How not to make an evergreen review graph

[This article was first published on Maëlle, and kindly contributed to R-bloggers]. (You can report issue about the content on this page here)
Want to share your content on R-bloggers? click here if you have a blog, or here if you don't.

In this post I am inspired by two tweets, mainly this one and also this one. Since the total number of articles every year is increasing, no matter which subject you choose, the curve representing number of articles as a function of year of publication will probably look exponential, so one should not use such graphs to impress readers. At least I’m not impressed, I’m more amused by such graphs now that there’s a hashtag for them.

I shall use an rOpenSci package for getting some data about number of articles about a query term, and to do a graph that’s not an evergreen review graph!

Getting some numbers of articles

For this I’ll use one of the numerous rOpenSci packages simplifying your programmatic access to scientific literature, europepmc which is an interface to Europe PMC, “Search worldwide, life-sciences literature”. The package includes a cool function called epmc_profile that gives you the number of hits for a given query. Perfect!
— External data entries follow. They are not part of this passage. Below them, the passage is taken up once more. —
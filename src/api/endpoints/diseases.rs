//! Catalog endpoints.
//!
//! - `GET /api/diseases`
//! - `POST /api/diseases`: agronomist / administrator
//! - `GET /api/diseases/:id/treatments`
//! - `GET /api/operators`: assignable operators

use axum::extract::{Path, State};
use axum::http::StatusCode;
use axum::{Extension, Json};

use crate::api::error::ApiError;
use crate::api::types::ApiContext;
use crate::authorization::Actor;
use crate::catalog::{self, NewDisease};
use crate::models::{Disease, Treatment, User};

pub async fn list(State(ctx): State<ApiContext>) -> Result<Json<Vec<Disease>>, ApiError> {
    let diseases = ctx.run(|conn, _| catalog::list_diseases(conn)).await?;
    Ok(Json(diseases))
}

pub async fn create(
    State(ctx): State<ApiContext>,
    Extension(actor): Extension<Actor>,
    Json(input): Json<NewDisease>,
) -> Result<(StatusCode, Json<Disease>), ApiError> {
    let disease = ctx
        .run(move |conn, _| catalog::add_disease(conn, &actor, &input, chrono::Utc::now()))
        .await?;
    Ok((StatusCode::CREATED, Json(disease)))
}

pub async fn treatments(
    State(ctx): State<ApiContext>,
    Path(disease_id): Path<i64>,
) -> Result<Json<Vec<Treatment>>, ApiError> {
    let treatments = ctx
        .run(move |conn, _| catalog::treatments_for(conn, disease_id))
        .await?;
    Ok(Json(treatments))
}

pub async fn operators(State(ctx): State<ApiContext>) -> Result<Json<Vec<User>>, ApiError> {
    let operators = ctx.run(|conn, _| catalog::list_operators(conn)).await?;
    Ok(Json(operators))
}
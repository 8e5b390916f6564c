//! Aggregation engine.
//!
//! Read-only statistics over an inclusive time window. Every query of one
//! snapshot runs inside a single read transaction, so the counts agree
//! with each other even while writers commit in between calls.

use std::collections::BTreeMap;

use chrono::{DateTime, FixedOffset, NaiveDate, Utc};
use rusqlite::Connection;
use serde::{Deserialize, Serialize};

use crate::db::repository;
use crate::error::ServiceError;

#[derive(Debug, Clone, Copy, PartialEq, Eq, Serialize, Deserialize)]
pub struct Period {
    pub start: DateTime<Utc>,
    pub end: DateTime<Utc>,
}

#[derive(Debug, Clone, PartialEq, Eq, Serialize, Deserialize)]
pub struct DistributionEntry {
    pub disease_name: String,
    pub total: u64,
}

#[derive(Debug, Clone, PartialEq, Serialize, Deserialize)]
pub struct DiagnosticsSummary {
    pub total: u64,
    /// Rounded to 4 decimals; absent when the window holds no diagnosis.
    pub avg_confidence: Option<f64>,
    /// Largest count first, ties by name.
    pub distribution: Vec<DistributionEntry>,
}

#[derive(Debug, Clone, Copy, PartialEq, Eq, Serialize, Deserialize)]
pub struct RecommendationsSummary {
    pub total: u64,
}

#[derive(Debug, Clone, Copy, PartialEq, Eq, Serialize, Deserialize)]
pub struct TasksSummary {
    pub total: u64,
    pub completed_on_time: u64,
    pub overdue: u64,
}

#[derive(Debug, Clone, Copy, PartialEq, Eq, Serialize, Deserialize)]
pub struct DayCount {
    pub date: NaiveDate,
    pub total: u64,
}

/// Plain structured snapshot handed to reporting and export.
#[derive(Debug, Clone, PartialEq, Serialize, Deserialize)]
pub struct Snapshot {
    pub period: Period,
    pub diagnostics: DiagnosticsSummary,
    pub recommendations: RecommendationsSummary,
    pub tasks: TasksSummary,
    /// One entry per day that has diagnoses, ascending.
    pub time_series: Vec<DayCount>,
}

fn round4(value: f64) -> f64 {
    (value * 10_000.0).round() / 10_000.0
}

/// Compute the snapshot for `[start, end]`. Calendar days (time series,
/// on-time checks) are taken in `offset`; `now` decides what is overdue.
pub fn snapshot(
    conn: &Connection,
    start: DateTime<Utc>,
    end: DateTime<Utc>,
    offset: FixedOffset,
    now: DateTime<Utc>,
) -> Result<Snapshot, ServiceError> {
    if start > end {
        return Err(ServiceError::Validation(format!(
            "window start {} is after end {}",
            start.to_rfc3339(),
            end.to_rfc3339()
        )));
    }

    let tx = conn.unchecked_transaction()?;

    let (diagnosis_total, avg) = repository::diagnosis_summary(&tx, &start, &end)?;
    let distribution = repository::disease_distribution(&tx, &start, &end)?
        .into_iter()
        .map(|(disease_name, total)| DistributionEntry { disease_name, total })
        .collect();

    let mut per_day: BTreeMap<NaiveDate, u64> = BTreeMap::new();
    for ts in repository::diagnosis_timestamps(&tx, &start, &end)? {
        *per_day.entry(ts.with_timezone(&offset).date_naive()).or_default() += 1;
    }
    let time_series = per_day
        .into_iter()
        .map(|(date, total)| DayCount { date, total })
        .collect();

    let recommendation_total = repository::recommendation_count(&tx, &start, &end)?;

    let tasks = repository::list_tasks_created_between(&tx, &start, &end)?;
    let task_summary = TasksSummary {
        total: tasks.len() as u64,
        completed_on_time: tasks.iter().filter(|t| t.completed_on_time(offset)).count() as u64,
        overdue: tasks
            .iter()
            .filter(|t| !t.status.is_terminal() && t.is_overdue(now))
            .count() as u64,
    };

    tx.commit()?;

    tracing::debug!(
        start = %start,
        end = %end,
        diagnoses = diagnosis_total,
        tasks = task_summary.total,
        "Aggregation snapshot computed"
    );
    Ok(Snapshot {
        period: Period { start, end },
        diagnostics: DiagnosticsSummary {
            total: diagnosis_total,
            avg_confidence: avg.map(round4),
            distribution,
        },
        recommendations: RecommendationsSummary {
            total: recommendation_total,
        },
        tasks: task_summary,
        time_series,
    })
}
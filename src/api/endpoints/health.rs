//! Health check endpoint.

use axum::extract::State;
use axum::Json;
use chrono::{DateTime, Utc};
use serde::Serialize;
use uuid::Uuid;

use crate::api::error::ApiError;
use crate::api::types::ApiContext;

#[derive(Serialize)]
pub struct HealthResponse {
    pub status: &'static str,
    pub version: &'static str,
    pub instance_id: Uuid,
    pub started_at: DateTime<Utc>,
    pub inference_configured: bool,
}

/// `GET /api/health`: liveness plus database reachability.
pub async fn check(State(ctx): State<ApiContext>) -> Result<Json<HealthResponse>, ApiError> {
    ctx.run(|conn, _| {
        conn.query_row("SELECT 1", [], |_| Ok(()))?;
        Ok(())
    })
    .await?;

    Ok(Json(HealthResponse {
        status: "ok",
        version: crate::config::APP_VERSION,
        instance_id: ctx.core.instance_id(),
        started_at: ctx.core.started_at(),
        inference_configured: ctx.core.settings().inference_url.is_some(),
    }))
}
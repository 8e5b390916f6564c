use std::str::FromStr;

use chrono::{DateTime, Utc};
use rusqlite::{params, Connection};

use crate::db::{format_ts, parse_ts, DatabaseError};
use crate::models::enums::AuditAction;
use crate::models::*;

/// Append one audit row. Call with the transaction that performs the
/// mutation so the trail commits or rolls back with it.
#[allow(clippy::too_many_arguments)]
pub fn insert_audit_entry(
    conn: &Connection,
    actor_id: Option<i64>,
    action: AuditAction,
    table_name: &str,
    record_id: i64,
    old_values: Option<&serde_json::Value>,
    new_values: Option<&serde_json::Value>,
    at: &DateTime<Utc>,
) -> Result<i64, DatabaseError> {
    let old_json = old_values.map(serde_json::to_string).transpose()?;
    let new_json = new_values.map(serde_json::to_string).transpose()?;
    conn.execute(
        "INSERT INTO audit_log
         (actor_id, action, table_name, record_id, old_values, new_values, created_at)
         VALUES (?1, ?2, ?3, ?4, ?5, ?6, ?7)",
        params![
            actor_id,
            action.as_str(),
            table_name,
            record_id,
            old_json,
            new_json,
            format_ts(at),
        ],
    )?;
    Ok(conn.last_insert_rowid())
}

type AuditRow = (i64, Option<i64>, String, String, i64, Option<String>, Option<String>, String);

fn audit_from_row(row: AuditRow) -> Result<AuditEntry, DatabaseError> {
    let (id, actor_id, action, table_name, record_id, old_values, new_values, created_at) = row;
    Ok(AuditEntry {
        id,
        actor_id,
        action: AuditAction::from_str(&action)?,
        table_name,
        record_id,
        old_values: old_values.as_deref().map(serde_json::from_str).transpose()?,
        new_values: new_values.as_deref().map(serde_json::from_str).transpose()?,
        created_at: parse_ts(&created_at)?,
    })
}

pub fn count_audit_entries(conn: &Connection) -> Result<u64, DatabaseError> {
    let count: i64 = conn.query_row("SELECT COUNT(*) FROM audit_log", [], |row| row.get(0))?;
    Ok(count as u64)
}

pub fn list_audit_entries(
    conn: &Connection,
    page: &PageRequest,
) -> Result<Vec<AuditEntry>, DatabaseError> {
    let mut stmt = conn.prepare(
        "SELECT id, actor_id, action, table_name, record_id, old_values, new_values, created_at
         FROM audit_log ORDER BY created_at DESC, id DESC LIMIT ?1 OFFSET ?2",
    )?;
    let rows = stmt
        .query_map(params![page.limit(), page.offset()], |row| {
            Ok((
                row.get(0)?,
                row.get(1)?,
                row.get(2)?,
                row.get(3)?,
                row.get(4)?,
                row.get(5)?,
                row.get(6)?,
                row.get(7)?,
            ))
        })?
        .collect::<Result<Vec<AuditRow>, _>>()?;
    rows.into_iter().map(audit_from_row).collect()
}

/// Audit rows for a single record, oldest first.
pub fn audit_trail_for(
    conn: &Connection,
    table_name: &str,
    record_id: i64,
) -> Result<Vec<AuditEntry>, DatabaseError> {
    let mut stmt = conn.prepare(
        "SELECT id, actor_id, action, table_name, record_id, old_values, new_values, created_at
         FROM audit_log WHERE table_name = ?1 AND record_id = ?2 ORDER BY id ASC",
    )?;
    let rows = stmt
        .query_map(params![table_name, record_id], |row| {
            Ok((
                row.get(0)?,
                row.get(1)?,
                row.get(2)?,
                row.get(3)?,
                row.get(4)?,
                row.get(5)?,
                row.get(6)?,
                row.get(7)?,
            ))
        })?
        .collect::<Result<Vec<AuditRow>, _>>()?;
    rows.into_iter().map(audit_from_row).collect()
}
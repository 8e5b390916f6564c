//! Task dispatcher.
//!
//! Tasks are created by the recommendation service; this module owns
//! every later change. Status moves through `TaskStatus::can_transition_to`,
//! `Closed` is final, and the bound recommendation's status follows along
//! in the same transaction.

use chrono::{DateTime, Utc};
use rusqlite::{Connection, TransactionBehavior};

use crate::audit;
use crate::authorization::{require_task_actor, Actor};
use crate::db::repository;
use crate::error::ServiceError;
use crate::models::enums::{RecommendationStatus, Role, TaskFilter, TaskScope, TaskStatus};
use crate::models::{Page, PageRequest, Task};

fn load(conn: &Connection, id: i64) -> Result<Task, ServiceError> {
    repository::get_task(conn, id)?.ok_or_else(|| ServiceError::not_found("Task", id))
}

/// Move a task to `next`.
///
/// `expected` is the status the caller last saw. When it no longer matches
/// the stored status the caller lost a race and gets `Conflict`; re-read
/// and retry.
pub fn set_status(
    conn: &mut Connection,
    actor: &Actor,
    task_id: i64,
    next: TaskStatus,
    expected: Option<TaskStatus>,
    now: DateTime<Utc>,
) -> Result<Task, ServiceError> {
    let tx = conn.transaction_with_behavior(TransactionBehavior::Immediate)?;
    let before = load(&tx, task_id)?;
    require_task_actor(actor, before.operator_id)?;

    if let Some(seen) = expected {
        if seen != before.status {
            tracing::warn!(task_id, expected = %seen, actual = %before.status, "Stale task status");
            return Err(ServiceError::Conflict(format!(
                "task {task_id} is {} now, not {seen}",
                before.status
            )));
        }
    }
    if before.status.is_terminal() {
        tracing::warn!(task_id, requested = %next, "Transition out of closed task rejected");
        return Err(ServiceError::InvalidState(format!(
            "task {task_id} is closed"
        )));
    }
    if !before.status.can_transition_to(next) {
        return Err(ServiceError::InvalidState(format!(
            "task {task_id} cannot move from {} to {next}",
            before.status
        )));
    }

    let completed_at = (next == TaskStatus::Closed).then_some(now);
    let changed = repository::update_task_status(
        &tx,
        task_id,
        before.status,
        next,
        completed_at.as_ref(),
    )?;
    if changed == 0 {
        tracing::warn!(task_id, "Task status changed concurrently");
        return Err(ServiceError::Conflict(format!(
            "task {task_id} changed concurrently"
        )));
    }

    let recommendation_before = repository::get_recommendation(&tx, before.recommendation_id)?
        .ok_or_else(|| ServiceError::not_found("Recommendation", before.recommendation_id))?;
    repository::update_recommendation_status(
        &tx,
        before.recommendation_id,
        RecommendationStatus::mirroring(next),
        &now,
    )?;
    let recommendation_after = repository::get_recommendation(&tx, before.recommendation_id)?
        .ok_or_else(|| ServiceError::not_found("Recommendation", before.recommendation_id))?;

    let after = load(&tx, task_id)?;
    audit::record_update(&tx, Some(actor.id), audit::TASKS, task_id, &before, &after, &now)?;
    audit::record_update(
        &tx,
        Some(actor.id),
        audit::RECOMMENDATIONS,
        before.recommendation_id,
        &recommendation_before,
        &recommendation_after,
        &now,
    )?;
    tx.commit()?;

    tracing::info!(
        task_id,
        from = %before.status,
        to = %next,
        actor_id = actor.id,
        "Task status changed"
    );
    Ok(after)
}

/// Operators may read only their own tasks.
pub fn get(conn: &Connection, actor: &Actor, task_id: i64) -> Result<Task, ServiceError> {
    let task = load(conn, task_id)?;
    require_task_actor(actor, task.operator_id)?;
    Ok(task)
}

pub fn list_for_operator(conn: &Connection, operator_id: i64) -> Result<Vec<Task>, ServiceError> {
    Ok(repository::list_tasks(conn, Some(operator_id))?)
}

pub fn list_all(conn: &Connection) -> Result<Vec<Task>, ServiceError> {
    Ok(repository::list_tasks(conn, None)?)
}

/// Role-scoped, filtered and paginated task listing.
///
/// Operators always see only their own tasks. For elevated roles `Mine`
/// means tasks dispatched from recommendations they authored.
pub fn list(
    conn: &Connection,
    actor: &Actor,
    scope: TaskScope,
    filter: TaskFilter,
    page: PageRequest,
    now: DateTime<Utc>,
) -> Result<Page<Task>, ServiceError> {
    let tasks = match (actor.role, scope) {
        (Role::Operator, _) => list_for_operator(conn, actor.id)?,
        (_, TaskScope::Mine) => repository::list_tasks_for_author(conn, actor.id)?,
        (_, TaskScope::All) => list_all(conn)?,
    };

    let matching: Vec<Task> = tasks.into_iter().filter(|t| t.matches(filter, now)).collect();
    let total = matching.len() as u64;
    let items = matching
        .into_iter()
        .skip(page.offset() as usize)
        .take(page.limit() as usize)
        .collect();
    tracing::debug!(actor_id = actor.id, %scope, %filter, total, "Listed tasks");
    Ok(Page::new(items, total, page))
}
Now my goal is to get the number of hits by year for a search term but also the total number of hits in order to put things into perspective. I had no idea how to write a proper Europe PMC query so I went to the advanced search page and made queries there in order to learn enough words of this language to get what I needed. Indeed, when you create a query by clicking there and then hit search, the URL contains the query as you need it to be written for using the europepmc package.

For each query epmc_profile returns hits by source and type, but I’m interested in all hits, including e.g. books, so that’s what I’ll use.

Let’s write functions!

library("europepmc")
find_hits <- function(query_term){
  years <- 1975:2016
  results <- purrr::map(years, find_hits_by_year, query_term = query_term)
  dplyr::bind_rows(results)
}

find_hits_by_year <- function(year, query_term){
  queryforall <- paste0('(FIRST_PDATE:[', year, '-01-01+TO+', year, '-12-31])')
  all_hits <- as.numeric(epmc_profile(queryforall)$pubType[1, 2])
  
  queryforterm <- paste0('(FIRST_PDATE:[', year, '-01-01+TO+', year, '-12-31]) AND "', query_term, '"')
  
  term_hits <- as.numeric(epmc_profile(queryforterm)$pubType[1, 2])
  
  return(tibble::tibble(year = year, all_hits = all_hits, term_hits = term_hits))
  
}

Now let’s apply the function to one term. I’ll choose Malaria because it’s the term used in one of europepmc examples.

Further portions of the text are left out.